(Extracted data entries)
++++++++++
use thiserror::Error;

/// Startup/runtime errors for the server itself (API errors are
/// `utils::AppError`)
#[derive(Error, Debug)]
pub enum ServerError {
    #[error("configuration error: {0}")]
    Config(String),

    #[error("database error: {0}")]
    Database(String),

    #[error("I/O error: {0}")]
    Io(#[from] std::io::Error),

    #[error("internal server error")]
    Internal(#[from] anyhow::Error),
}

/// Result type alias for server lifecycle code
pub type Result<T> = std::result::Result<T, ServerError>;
++++++++++
What you will do:
Read the data above and count the lines that include "from". Answer only with the count.

Task result:
2